A amostra de cereal, na qual foram detectados 630 becquereles de césio radioativo por quilo, está acima dos 500 recomendados pelo Executivo japonês

Tóquio - O governo japonês anunciou nesta quinta-feira que estuda proibir a venda de arroz de uma área da cidade de Fukushima, a 70 quilômetros da acidentada central atômica, após detectar níveis de césio acima do recomendado em alguns grãos.

A amostra de cereal, na qual foram detectados 630 becquereles de césio radioativo por quilo, acima dos 500 recomendados pelo Executivo japonês, foi cultivada na região montanhosa de Onami, ao oeste da capital da província.

'Estamos considerando restringir os envios de arroz colhido na área de Onami e chegaremos a uma conclusão o mais rápido possível', afirmou o ministro porta-voz, Osamu Fujimura, à agência local 'Kyodo'.

É a primeira vez que uma colheita do grão registra níveis tão elevados de césio desde o início da crise nuclear na usina de Fukushima Daiichi, atingida pelo terremoto e tsunami do dia 11 de março.

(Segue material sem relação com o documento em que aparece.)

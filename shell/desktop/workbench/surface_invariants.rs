/* This Source Code Form is subject to the terms of the Mozilla Public
 * License, v. 2.0. If a copy of the MPL was not distributed with this
 * file, You can obtain one at https://mozilla.org/MPL/2.0/. */

use crate::shell::desktop::workbench::surface::Surface;

pub fn collect_surface_invariant_violations(surface: &Surface) -> Vec<String> {
    let mut violations = Vec::new();
    let id = surface.id();

    let active = surface.active_nodes();
    if active.len() > 1 {
        violations.push(format!(
            "surface {id}: {} active rows ({})",
            active.len(),
            active
                .iter()
                .map(|path| path.as_str())
                .collect::<Vec<_>>()
                .join(", ")
        ));
    }

    let mut saw_normal = false;
    let mut saw_search = false;
    for node in surface.nodes() {
        let path = &node.path;
        saw_normal |= node.marks.has_normal_marks();
        saw_search |= node.marks.has_search_marks();

        if node.marks.has_normal_marks() && node.marks.has_search_marks() {
            violations.push(format!(
                "surface {id}: {path} carries both search and normal marks"
            ));
        }
        if node.badge.is_some() && !surface.roots().contains(path) {
            violations.push(format!("surface {id}: badge on non-toggle row {path}"));
        }
        if node.is_leaf && node.container.is_some() {
            violations.push(format!("surface {id}: leaf {path} has a child container"));
        }

        if surface.roots().contains(path) {
            continue;
        }
        let listed = path.parent().and_then(|parent| surface.node(&parent)).and_then(|parent| {
            parent
                .container
                .as_ref()
                .map(|container| container.children.contains(path))
        });
        match listed {
            Some(true) => {},
            Some(false) => violations.push(format!(
                "surface {id}: {path} is not listed by its parent container"
            )),
            None => violations.push(format!(
                "surface {id}: orphaned row {path} under a missing container"
            )),
        }
    }

    if saw_normal && saw_search {
        violations.push(format!(
            "surface {id}: search and normal highlighting are mixed"
        ));
    }
    violations
}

Fujimura explicou que o arroz desta região ainda não foi comercializado este ano, mas a administração pediu aos agricultores de Onami que por enquanto não enviem cargas às lojas.

Por sua parte, o governo de Fukushima, que após o acidente nuclear examina o arroz de fazendas situadas nas 48 localidades que o cultivam na província, anunciou que inspecionará a fundo o cereal das aproximadamente 150 lavouras que existem em Onami.

O assunto é acompanhado com atenção no Japão, onde o arroz tem um grande significado na cultura nacional e é base da alimentação da população.

Os dados mais recentes do Ministério da Agricultura japonês com relação ao consumo anual de arroz indicam que cada japonês ingeriu mais de 85 quilos do cereal em 2009.